Siamese Machine Unlearning with Knowledge Vaporization and Concentration
Songjie Xie, Hengtao He, Shenghui Song, Jun Zhang, Khaled B. Letaief
TL;DR
The paper tackles the privacy challenge of removing learned knowledge about specific data points from trained models, addressing the limitations of exact and approximate unlearning. It introduces knowledge vaporization and knowledge concentration as complementary objectives implemented via a memory-efficient Siamese network framework, augmented with adaptive label permutation to handle class-wise forgetting. The method demonstrates strong forgetting performance, preserves utility on remaining data, and reduces susceptibility to membership inference attacks across full-class, sub-class, and random forgetting scenarios on CIFAR-10/100 with various backbones and augmentations. This approach offers a practical, memory-efficient pathway for compliant and scalable machine unlearning in real-world deployments.
Abstract
In response to the practical demands of the ``right to be forgotten" and the removal of undesired data, machine unlearning emerges as an essential technique to remove the learned knowledge of a fraction of data points from trained models. However, existing methods suffer from limitations such as insufficient methodological support, high computational complexity, and significant memory demands. In this work, we propose the concepts of knowledge vaporization and concentration to selectively erase learned knowledge from specific data points while maintaining representations for the remaining data. Utilizing the Siamese networks, we exemplify the proposed concepts and develop an efficient method for machine unlearning.
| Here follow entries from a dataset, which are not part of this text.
//! External worksheet boundary.
//!
//! The core only needs four things from a worksheet: open it, read the
//! whole grid, read a cell by address and write a cell by address. Reads
//! always go through the in-memory [`Snapshot`] taken at the start of a
//! run; writes go straight to the source.

pub mod address;
pub mod csv_sheet;
pub mod google;
pub mod layout;
pub mod memory;
pub mod snapshot;

use crate::config::{Config, SheetBackend};
use crate::core::segmenter::{self, GroupRanges};
use crate::errors::{AppError, AppResult};
use address::CellAddress;
use snapshot::Snapshot;

pub trait SheetSource {
    /// Worksheet title, for messages.
    fn title(&self) -> &str;

    /// Read the full grid as rows of string cells.
    fn fetch_values(&mut self) -> AppResult<Vec<Vec<String>>>;

    /// Write a single cell.
    fn update_cell(&mut self, address: &CellAddress, value: &str) -> AppResult<()>;
}

/// Store `value` into a row-major grid, growing it as needed.
pub(crate) fn put_cell(rows: &mut Vec<Vec<String>>, address: &CellAddress, value: &str) {
    let (r, c) = (address.row_index(), address.column_index());
    if rows.len() <= r {
        rows.resize_with(r + 1, Vec::new);
    }
    let row = &mut rows[r];
    if row.len() <= c {
        row.resize(c + 1, String::new());
    }
    row[c] = value.to_string();
}

/// Open the worksheet selected by the configuration.
pub fn open_from_config(cfg: &Config) -> AppResult<Box<dyn SheetSource>> {
    match cfg.sheet.backend {
        SheetBackend::Csv => {
            let path = cfg.csv_path();
            if !path.exists() {
                return Err(AppError::Config(format!(
                    "CSV sheet not found: {}",
                    path.display()
                )));
            }
            Ok(Box::new(csv_sheet::CsvSheet::open(&path)?))
        }
        SheetBackend::Google => {
            let token = std::env::var(&cfg.sheet.token_env).map_err(|_| {
                AppError::Config(format!(
                    "environment variable {} with the Google access token is not set",
                    cfg.sheet.token_env
                ))
            })?;
            Ok(Box::new(google::GoogleSheet::open(
                &cfg.sheet.name,
                &token,
                cfg.sheet.timeout_secs,
            )?))
        }
    }
}

/// A worksheet plus its snapshot and the memoized group ranges derived
/// from that snapshot.
pub struct SheetView<S: SheetSource + ?Sized> {
    snapshot: Snapshot,
    groups: Option<GroupRanges>,
    source: Box<S>,
}

impl<S: SheetSource + ?Sized> SheetView<S> {
    /// Take the initial snapshot.
    pub fn open(mut source: Box<S>) -> AppResult<Self> {
        let snapshot = Snapshot::new(source.fetch_values()?);
        Ok(Self {
            snapshot,
            groups: None,
            source,
        })
    }

    /// Re-read the grid; drops the cached group ranges.
    pub fn refresh(&mut self) -> AppResult<()> {
        self.snapshot = Snapshot::new(self.source.fetch_values()?);
        self.invalidate_groups();
        Ok(())
    }

    pub fn invalidate_groups(&mut self) {
        self.groups = None;
    }

    pub fn snapshot(&self) -> &Snapshot {
        &self.snapshot
    }

    pub fn title(&self) -> &str {
        self.source.title()
    }

    /// Group ranges of the current snapshot, computed on first use.
    pub fn groups(&mut self) -> AppResult<GroupRanges> {
        if let Some(groups) = self.groups {
            return Ok(groups);
        }
        let labels = self.snapshot.column(layout::LABEL_COLUMN);
        let groups = segmenter::segment(&labels)?;
        self.groups = Some(groups);
        Ok(groups)
    }

    /// Snapshot value of `column` at `row`.
    pub fn cell(&self, column: &str, row: u32) -> AppResult<&str> {
        Ok(self.snapshot.cell(&CellAddress::new(column, row)?))
    }

    pub fn write(&mut self, column: &str, row: u32, value: &str) -> AppResult<()> {
        self.source.update_cell(&CellAddress::new(column, row)?, value)
    }

    pub fn into_source(self) -> Box<S> {
        self.source
    }
}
Our proposed Siamese unlearning method does not require additional memory overhead and full access to the remaining dataset. Extensive experiments conducted across multiple unlearning scenarios showcase the superiority of Siamese unlearning over baseline methods, illustrating its ability to effectively remove knowledge from forgetting data, enhance model utility on remaining data, and reduce susceptibility to membership inference attacks.